* Task details:
For the string "RoomRegistry", count the lines in the records below that contain it. Answer with that number alone.
-- Entries supplied follows --
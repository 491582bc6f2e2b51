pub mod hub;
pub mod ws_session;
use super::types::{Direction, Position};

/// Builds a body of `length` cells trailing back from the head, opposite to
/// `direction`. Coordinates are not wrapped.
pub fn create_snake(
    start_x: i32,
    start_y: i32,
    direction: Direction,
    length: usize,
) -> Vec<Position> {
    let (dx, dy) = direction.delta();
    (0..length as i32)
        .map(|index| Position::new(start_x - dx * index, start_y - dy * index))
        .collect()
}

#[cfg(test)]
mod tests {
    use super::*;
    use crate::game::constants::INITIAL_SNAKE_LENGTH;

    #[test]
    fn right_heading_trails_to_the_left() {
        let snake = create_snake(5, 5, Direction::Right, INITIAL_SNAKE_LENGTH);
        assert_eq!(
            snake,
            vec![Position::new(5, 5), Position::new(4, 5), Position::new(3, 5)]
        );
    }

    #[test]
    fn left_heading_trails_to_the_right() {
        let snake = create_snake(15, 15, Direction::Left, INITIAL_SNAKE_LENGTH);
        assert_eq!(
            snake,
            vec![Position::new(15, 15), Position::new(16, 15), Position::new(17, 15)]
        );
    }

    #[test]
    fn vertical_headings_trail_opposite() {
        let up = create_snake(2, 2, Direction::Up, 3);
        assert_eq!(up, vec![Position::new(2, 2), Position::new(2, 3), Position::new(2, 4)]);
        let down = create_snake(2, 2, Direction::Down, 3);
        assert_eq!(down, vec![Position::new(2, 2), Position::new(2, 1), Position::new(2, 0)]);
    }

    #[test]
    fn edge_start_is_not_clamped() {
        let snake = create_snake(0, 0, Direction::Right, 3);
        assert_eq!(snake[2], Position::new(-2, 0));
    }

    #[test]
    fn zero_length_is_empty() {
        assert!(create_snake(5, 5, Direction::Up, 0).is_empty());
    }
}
-- Entries supplied concluded --
-- Entries supplied follows --
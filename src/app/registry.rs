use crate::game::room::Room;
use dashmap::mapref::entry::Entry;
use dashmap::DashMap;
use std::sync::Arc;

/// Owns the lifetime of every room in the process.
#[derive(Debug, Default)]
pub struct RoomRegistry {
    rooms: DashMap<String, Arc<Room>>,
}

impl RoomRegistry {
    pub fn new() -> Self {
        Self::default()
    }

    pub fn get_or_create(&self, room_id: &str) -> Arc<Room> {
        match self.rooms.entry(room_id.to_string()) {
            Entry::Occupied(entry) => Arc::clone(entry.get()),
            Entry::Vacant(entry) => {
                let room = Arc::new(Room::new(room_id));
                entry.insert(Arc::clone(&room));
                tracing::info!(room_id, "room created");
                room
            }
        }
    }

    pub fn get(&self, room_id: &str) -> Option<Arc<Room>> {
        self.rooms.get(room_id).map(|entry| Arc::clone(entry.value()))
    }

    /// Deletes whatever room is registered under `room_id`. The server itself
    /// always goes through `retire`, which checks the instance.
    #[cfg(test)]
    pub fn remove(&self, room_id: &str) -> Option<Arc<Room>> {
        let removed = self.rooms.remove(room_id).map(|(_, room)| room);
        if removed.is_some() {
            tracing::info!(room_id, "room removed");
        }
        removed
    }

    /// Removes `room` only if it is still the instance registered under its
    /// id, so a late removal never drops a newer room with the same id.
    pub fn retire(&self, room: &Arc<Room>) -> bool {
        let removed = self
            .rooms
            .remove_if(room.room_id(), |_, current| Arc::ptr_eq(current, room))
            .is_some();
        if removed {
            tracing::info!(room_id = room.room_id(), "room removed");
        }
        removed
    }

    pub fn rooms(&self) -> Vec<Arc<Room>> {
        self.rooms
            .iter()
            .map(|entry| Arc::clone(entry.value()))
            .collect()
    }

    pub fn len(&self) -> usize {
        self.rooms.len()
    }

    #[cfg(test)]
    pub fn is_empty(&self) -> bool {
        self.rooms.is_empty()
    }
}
-- Entries supplied concluded --
-- Entries supplied follows --
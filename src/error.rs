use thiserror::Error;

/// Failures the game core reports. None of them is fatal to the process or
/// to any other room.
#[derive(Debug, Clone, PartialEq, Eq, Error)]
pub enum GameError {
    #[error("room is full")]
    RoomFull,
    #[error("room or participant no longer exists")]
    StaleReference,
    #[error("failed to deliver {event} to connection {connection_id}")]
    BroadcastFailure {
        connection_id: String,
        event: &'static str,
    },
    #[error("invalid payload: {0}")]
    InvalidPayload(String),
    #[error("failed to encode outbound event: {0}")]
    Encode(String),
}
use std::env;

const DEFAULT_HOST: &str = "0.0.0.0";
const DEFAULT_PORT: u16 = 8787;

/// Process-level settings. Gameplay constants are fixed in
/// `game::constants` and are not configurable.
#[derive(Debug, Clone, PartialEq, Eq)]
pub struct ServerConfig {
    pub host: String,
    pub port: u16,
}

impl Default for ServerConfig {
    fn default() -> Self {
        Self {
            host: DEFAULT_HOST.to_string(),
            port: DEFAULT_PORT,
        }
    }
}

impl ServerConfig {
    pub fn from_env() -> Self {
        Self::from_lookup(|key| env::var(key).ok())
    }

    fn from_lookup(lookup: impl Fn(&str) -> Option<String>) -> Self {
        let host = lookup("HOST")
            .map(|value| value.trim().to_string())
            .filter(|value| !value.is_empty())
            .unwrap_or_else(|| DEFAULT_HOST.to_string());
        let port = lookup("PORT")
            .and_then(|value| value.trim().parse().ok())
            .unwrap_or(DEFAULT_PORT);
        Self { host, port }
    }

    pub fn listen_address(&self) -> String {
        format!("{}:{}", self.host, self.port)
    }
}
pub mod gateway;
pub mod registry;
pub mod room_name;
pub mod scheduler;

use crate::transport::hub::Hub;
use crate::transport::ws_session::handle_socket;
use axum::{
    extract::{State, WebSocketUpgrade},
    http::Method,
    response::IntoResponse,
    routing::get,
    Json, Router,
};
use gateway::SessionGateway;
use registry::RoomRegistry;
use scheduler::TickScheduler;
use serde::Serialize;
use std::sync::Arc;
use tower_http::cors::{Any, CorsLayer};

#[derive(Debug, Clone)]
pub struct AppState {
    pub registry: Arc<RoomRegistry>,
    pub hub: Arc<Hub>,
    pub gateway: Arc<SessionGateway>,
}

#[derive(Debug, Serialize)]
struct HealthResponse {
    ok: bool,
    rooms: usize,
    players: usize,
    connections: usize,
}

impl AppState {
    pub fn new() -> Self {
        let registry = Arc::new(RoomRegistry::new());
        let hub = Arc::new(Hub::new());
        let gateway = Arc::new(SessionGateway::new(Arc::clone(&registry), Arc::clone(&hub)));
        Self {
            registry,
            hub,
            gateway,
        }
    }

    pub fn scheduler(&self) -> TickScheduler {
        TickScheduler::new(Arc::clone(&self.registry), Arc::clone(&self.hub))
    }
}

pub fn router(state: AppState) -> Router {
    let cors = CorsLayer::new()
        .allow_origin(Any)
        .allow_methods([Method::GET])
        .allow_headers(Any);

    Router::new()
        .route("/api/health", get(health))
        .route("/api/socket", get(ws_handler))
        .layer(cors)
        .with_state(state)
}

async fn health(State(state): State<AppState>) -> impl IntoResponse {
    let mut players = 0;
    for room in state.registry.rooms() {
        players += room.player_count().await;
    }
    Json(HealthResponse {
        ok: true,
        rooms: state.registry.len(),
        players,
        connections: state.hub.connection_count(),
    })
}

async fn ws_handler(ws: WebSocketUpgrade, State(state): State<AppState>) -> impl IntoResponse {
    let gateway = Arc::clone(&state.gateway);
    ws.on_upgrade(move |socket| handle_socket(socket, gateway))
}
-- Entries supplied concluded --
* Answer section:
5